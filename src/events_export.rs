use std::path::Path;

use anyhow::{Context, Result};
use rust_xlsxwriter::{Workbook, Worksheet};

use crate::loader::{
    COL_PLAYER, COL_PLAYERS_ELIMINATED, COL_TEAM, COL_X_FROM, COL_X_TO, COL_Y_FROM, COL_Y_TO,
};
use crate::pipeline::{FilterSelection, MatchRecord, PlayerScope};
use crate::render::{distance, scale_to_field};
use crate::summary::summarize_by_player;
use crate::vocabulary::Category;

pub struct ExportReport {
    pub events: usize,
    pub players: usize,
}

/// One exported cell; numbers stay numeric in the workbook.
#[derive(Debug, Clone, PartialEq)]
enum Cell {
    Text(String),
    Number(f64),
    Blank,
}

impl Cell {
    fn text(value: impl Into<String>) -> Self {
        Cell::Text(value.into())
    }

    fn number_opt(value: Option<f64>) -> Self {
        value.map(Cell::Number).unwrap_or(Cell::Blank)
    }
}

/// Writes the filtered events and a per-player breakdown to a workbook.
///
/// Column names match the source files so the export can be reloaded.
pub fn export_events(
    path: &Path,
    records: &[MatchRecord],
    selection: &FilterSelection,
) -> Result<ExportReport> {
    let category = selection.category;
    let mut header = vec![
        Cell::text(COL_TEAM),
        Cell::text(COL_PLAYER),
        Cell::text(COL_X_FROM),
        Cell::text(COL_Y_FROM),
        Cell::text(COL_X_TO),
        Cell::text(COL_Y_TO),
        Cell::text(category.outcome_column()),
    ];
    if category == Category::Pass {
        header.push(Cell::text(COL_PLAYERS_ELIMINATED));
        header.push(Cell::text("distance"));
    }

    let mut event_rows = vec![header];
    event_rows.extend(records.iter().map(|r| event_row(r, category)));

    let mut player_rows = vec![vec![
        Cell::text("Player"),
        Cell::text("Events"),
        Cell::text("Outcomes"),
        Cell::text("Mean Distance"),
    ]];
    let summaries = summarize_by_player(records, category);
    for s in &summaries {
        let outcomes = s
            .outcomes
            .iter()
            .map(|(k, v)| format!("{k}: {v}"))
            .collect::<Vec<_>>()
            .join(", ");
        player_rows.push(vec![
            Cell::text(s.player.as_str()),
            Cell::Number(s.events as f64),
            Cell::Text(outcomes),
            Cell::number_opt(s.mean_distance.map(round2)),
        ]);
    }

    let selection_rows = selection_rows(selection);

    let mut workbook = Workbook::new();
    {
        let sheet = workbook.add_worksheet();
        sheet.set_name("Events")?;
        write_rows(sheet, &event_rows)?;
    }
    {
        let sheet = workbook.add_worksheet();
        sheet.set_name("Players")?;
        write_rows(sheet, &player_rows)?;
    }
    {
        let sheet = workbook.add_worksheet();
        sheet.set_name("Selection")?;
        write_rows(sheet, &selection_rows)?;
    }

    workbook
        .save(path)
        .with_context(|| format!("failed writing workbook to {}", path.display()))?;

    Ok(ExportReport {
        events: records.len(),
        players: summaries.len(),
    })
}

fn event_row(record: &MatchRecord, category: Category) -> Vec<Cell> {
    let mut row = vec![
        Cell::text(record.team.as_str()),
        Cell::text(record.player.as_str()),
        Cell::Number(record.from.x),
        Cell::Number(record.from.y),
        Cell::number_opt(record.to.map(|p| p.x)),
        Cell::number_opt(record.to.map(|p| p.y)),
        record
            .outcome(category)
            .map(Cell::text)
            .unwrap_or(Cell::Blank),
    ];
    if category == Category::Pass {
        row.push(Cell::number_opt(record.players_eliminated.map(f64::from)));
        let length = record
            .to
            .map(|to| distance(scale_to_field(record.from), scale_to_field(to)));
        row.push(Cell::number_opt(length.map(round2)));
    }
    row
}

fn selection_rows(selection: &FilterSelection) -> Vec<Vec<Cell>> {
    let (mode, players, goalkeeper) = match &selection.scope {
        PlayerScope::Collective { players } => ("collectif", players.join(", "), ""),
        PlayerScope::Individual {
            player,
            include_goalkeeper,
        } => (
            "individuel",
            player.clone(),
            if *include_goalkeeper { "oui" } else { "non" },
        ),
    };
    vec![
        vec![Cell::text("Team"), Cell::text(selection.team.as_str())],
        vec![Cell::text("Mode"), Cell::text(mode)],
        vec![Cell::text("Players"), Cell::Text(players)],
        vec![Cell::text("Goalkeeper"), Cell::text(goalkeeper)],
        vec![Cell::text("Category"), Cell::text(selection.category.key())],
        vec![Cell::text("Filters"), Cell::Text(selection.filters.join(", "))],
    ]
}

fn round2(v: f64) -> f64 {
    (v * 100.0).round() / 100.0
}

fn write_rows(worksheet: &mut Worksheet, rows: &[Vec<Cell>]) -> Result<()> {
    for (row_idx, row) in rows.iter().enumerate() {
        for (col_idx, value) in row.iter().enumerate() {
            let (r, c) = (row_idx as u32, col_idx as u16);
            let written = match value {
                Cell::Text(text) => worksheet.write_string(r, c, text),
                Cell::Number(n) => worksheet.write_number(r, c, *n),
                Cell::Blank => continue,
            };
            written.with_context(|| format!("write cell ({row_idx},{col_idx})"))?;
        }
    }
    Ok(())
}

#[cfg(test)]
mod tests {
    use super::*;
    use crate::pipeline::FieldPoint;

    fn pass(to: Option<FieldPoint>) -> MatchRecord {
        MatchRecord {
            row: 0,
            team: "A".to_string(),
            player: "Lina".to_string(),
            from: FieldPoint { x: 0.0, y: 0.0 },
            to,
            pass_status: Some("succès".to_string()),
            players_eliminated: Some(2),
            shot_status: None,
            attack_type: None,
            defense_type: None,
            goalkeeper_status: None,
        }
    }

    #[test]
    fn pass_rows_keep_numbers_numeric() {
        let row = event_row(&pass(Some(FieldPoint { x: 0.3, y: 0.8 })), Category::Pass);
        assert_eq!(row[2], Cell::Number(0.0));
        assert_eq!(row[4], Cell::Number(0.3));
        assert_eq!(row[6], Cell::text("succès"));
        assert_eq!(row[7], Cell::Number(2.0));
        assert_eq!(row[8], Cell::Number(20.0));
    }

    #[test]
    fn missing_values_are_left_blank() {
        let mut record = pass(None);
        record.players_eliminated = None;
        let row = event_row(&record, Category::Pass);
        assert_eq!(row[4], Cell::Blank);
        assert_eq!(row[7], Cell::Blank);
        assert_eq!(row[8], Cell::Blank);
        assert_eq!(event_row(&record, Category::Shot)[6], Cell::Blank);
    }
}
...
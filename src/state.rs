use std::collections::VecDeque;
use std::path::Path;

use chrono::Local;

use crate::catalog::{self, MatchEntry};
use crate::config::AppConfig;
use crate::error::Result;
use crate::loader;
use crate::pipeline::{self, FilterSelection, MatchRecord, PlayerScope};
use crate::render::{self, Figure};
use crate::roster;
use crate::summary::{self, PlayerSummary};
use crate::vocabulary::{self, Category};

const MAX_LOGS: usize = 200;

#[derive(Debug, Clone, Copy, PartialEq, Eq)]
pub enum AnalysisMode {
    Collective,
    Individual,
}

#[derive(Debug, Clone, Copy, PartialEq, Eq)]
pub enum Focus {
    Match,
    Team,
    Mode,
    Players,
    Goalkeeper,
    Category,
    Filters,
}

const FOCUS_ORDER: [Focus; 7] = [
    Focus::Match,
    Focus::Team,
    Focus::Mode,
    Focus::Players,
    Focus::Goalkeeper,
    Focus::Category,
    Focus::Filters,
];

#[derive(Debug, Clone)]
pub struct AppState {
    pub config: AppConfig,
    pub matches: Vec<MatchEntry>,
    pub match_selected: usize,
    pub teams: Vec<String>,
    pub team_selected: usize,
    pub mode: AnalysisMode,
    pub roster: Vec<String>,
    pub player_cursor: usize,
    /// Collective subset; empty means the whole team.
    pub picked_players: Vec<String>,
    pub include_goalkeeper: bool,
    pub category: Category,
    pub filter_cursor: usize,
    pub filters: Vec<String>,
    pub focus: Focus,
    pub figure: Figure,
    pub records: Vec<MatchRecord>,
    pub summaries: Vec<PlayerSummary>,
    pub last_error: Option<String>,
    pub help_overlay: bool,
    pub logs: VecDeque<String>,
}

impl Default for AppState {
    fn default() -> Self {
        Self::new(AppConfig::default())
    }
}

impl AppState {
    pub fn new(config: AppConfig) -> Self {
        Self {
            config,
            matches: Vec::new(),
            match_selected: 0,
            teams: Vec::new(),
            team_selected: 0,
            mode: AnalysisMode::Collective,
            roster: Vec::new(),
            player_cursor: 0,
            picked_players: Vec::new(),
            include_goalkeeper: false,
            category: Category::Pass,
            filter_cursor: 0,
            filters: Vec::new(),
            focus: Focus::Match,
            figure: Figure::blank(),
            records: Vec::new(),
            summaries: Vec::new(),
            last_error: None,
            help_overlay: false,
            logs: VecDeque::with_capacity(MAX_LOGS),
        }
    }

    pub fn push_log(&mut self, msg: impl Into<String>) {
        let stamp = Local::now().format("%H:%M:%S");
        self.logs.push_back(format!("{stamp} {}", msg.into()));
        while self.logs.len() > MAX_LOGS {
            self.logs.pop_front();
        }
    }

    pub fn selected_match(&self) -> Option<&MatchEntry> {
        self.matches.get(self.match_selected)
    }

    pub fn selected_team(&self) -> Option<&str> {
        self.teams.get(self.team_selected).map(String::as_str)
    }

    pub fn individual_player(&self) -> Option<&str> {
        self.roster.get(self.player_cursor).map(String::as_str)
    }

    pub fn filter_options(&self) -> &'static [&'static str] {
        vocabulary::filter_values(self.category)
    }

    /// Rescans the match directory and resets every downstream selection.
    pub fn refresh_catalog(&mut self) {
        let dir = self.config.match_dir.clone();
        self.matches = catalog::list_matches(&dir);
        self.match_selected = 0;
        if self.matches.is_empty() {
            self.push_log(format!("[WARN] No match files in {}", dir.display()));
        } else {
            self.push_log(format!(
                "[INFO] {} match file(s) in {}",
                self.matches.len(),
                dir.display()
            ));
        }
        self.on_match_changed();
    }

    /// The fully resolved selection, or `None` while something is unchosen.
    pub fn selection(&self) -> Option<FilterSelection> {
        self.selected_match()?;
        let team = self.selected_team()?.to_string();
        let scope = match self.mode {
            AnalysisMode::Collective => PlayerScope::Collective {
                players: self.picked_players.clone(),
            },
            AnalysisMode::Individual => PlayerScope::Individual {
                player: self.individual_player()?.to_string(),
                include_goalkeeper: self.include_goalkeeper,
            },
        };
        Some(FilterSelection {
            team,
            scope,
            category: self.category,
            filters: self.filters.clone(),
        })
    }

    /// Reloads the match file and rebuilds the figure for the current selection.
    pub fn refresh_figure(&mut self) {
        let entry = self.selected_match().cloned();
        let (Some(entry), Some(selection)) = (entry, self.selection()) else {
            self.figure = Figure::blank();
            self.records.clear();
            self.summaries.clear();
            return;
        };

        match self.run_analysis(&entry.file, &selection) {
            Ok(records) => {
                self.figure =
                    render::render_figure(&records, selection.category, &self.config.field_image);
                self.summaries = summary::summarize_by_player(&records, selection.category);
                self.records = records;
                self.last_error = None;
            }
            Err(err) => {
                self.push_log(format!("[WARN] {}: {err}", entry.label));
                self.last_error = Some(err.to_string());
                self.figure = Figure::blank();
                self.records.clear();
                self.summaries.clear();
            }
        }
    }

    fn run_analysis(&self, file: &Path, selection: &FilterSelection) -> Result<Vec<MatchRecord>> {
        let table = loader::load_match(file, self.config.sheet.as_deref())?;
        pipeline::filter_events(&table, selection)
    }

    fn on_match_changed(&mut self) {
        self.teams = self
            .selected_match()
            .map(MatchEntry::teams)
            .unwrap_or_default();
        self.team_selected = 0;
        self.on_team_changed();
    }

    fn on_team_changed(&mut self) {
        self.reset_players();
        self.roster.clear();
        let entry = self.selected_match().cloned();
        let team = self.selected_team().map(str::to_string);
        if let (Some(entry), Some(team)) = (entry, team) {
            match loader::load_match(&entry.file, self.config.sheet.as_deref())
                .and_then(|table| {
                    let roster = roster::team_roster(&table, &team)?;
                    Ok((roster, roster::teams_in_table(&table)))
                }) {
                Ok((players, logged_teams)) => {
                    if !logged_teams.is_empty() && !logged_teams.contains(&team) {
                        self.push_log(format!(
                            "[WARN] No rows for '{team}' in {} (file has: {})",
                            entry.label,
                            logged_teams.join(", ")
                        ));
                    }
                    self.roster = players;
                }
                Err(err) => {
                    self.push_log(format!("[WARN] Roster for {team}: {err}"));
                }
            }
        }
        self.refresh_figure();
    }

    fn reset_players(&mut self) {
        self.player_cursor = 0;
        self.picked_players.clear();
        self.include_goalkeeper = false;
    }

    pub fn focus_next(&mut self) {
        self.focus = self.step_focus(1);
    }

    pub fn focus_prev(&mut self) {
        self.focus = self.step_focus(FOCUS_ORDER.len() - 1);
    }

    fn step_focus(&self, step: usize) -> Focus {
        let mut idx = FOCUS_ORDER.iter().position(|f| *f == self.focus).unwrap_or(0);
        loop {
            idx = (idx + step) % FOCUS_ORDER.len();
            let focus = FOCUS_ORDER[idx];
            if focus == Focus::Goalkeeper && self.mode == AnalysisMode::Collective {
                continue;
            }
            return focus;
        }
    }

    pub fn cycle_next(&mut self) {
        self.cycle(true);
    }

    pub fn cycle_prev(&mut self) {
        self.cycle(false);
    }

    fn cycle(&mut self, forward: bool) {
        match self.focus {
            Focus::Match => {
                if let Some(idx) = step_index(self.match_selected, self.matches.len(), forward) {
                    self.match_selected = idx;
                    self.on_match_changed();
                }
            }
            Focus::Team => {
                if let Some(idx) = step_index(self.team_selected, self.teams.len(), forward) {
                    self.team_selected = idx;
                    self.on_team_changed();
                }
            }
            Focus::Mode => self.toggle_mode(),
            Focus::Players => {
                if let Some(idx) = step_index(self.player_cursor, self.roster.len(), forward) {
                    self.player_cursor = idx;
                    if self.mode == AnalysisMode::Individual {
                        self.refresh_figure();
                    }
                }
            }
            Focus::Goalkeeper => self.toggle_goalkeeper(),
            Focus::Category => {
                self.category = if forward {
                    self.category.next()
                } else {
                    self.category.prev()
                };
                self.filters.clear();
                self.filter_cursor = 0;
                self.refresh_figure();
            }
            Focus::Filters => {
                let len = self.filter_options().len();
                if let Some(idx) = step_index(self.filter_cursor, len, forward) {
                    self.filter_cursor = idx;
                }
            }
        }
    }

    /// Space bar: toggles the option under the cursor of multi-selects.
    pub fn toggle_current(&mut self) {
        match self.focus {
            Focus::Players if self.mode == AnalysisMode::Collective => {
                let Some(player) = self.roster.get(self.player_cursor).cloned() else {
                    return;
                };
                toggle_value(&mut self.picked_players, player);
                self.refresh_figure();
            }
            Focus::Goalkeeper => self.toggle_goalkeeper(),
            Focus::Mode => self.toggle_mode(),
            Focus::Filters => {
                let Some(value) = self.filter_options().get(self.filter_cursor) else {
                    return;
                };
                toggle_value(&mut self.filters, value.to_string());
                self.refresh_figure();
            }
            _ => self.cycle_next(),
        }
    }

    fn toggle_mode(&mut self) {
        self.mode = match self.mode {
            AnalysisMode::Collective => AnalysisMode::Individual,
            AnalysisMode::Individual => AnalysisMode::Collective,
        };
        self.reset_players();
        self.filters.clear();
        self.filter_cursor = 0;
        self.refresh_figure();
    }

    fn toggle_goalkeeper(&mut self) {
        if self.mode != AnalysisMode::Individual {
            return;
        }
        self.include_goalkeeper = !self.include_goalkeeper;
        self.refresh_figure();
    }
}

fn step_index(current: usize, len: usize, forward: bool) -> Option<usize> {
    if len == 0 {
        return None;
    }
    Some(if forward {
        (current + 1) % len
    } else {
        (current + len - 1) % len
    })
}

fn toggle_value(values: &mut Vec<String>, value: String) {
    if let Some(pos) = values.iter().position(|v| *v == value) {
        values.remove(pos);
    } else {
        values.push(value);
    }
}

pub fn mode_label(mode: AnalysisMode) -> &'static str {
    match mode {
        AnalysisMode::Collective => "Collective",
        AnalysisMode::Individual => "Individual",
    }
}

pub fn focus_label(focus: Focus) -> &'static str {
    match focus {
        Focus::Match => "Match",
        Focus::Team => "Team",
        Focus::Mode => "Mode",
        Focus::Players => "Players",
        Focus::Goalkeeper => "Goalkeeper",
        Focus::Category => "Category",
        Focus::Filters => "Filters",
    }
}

The problem: In the entries above, find the line holding "fn cycle(&mut self, forward: bool)" and the line holding "Focus::Players if self.mode", then retype exactly those two lines and every line between them, and nothing else.

Output for this task:
    fn cycle(&mut self, forward: bool) {
        match self.focus {
            Focus::Match => {
                if let Some(idx) = step_index(self.match_selected, self.matches.len(), forward) {
                    self.match_selected = idx;
                    self.on_match_changed();
                }
            }
            Focus::Team => {
                if let Some(idx) = step_index(self.team_selected, self.teams.len(), forward) {
                    self.team_selected = idx;
                    self.on_team_changed();
                }
            }
            Focus::Mode => self.toggle_mode(),
            Focus::Players => {
                if let Some(idx) = step_index(self.player_cursor, self.roster.len(), forward) {
                    self.player_cursor = idx;
                    if self.mode == AnalysisMode::Individual {
                        self.refresh_figure();
                    }
                }
            }
            Focus::Goalkeeper => self.toggle_goalkeeper(),
            Focus::Category => {
                self.category = if forward {
                    self.category.next()
                } else {
                    self.category.prev()
                };
                self.filters.clear();
                self.filter_cursor = 0;
                self.refresh_figure();
            }
            Focus::Filters => {
                let len = self.filter_options().len();
                if let Some(idx) = step_index(self.filter_cursor, len, forward) {
                    self.filter_cursor = idx;
                }
            }
        }
    }

    /// Space bar: toggles the option under the cursor of multi-selects.
    pub fn toggle_current(&mut self) {
        match self.focus {
            Focus::Players if self.mode == AnalysisMode::Collective => {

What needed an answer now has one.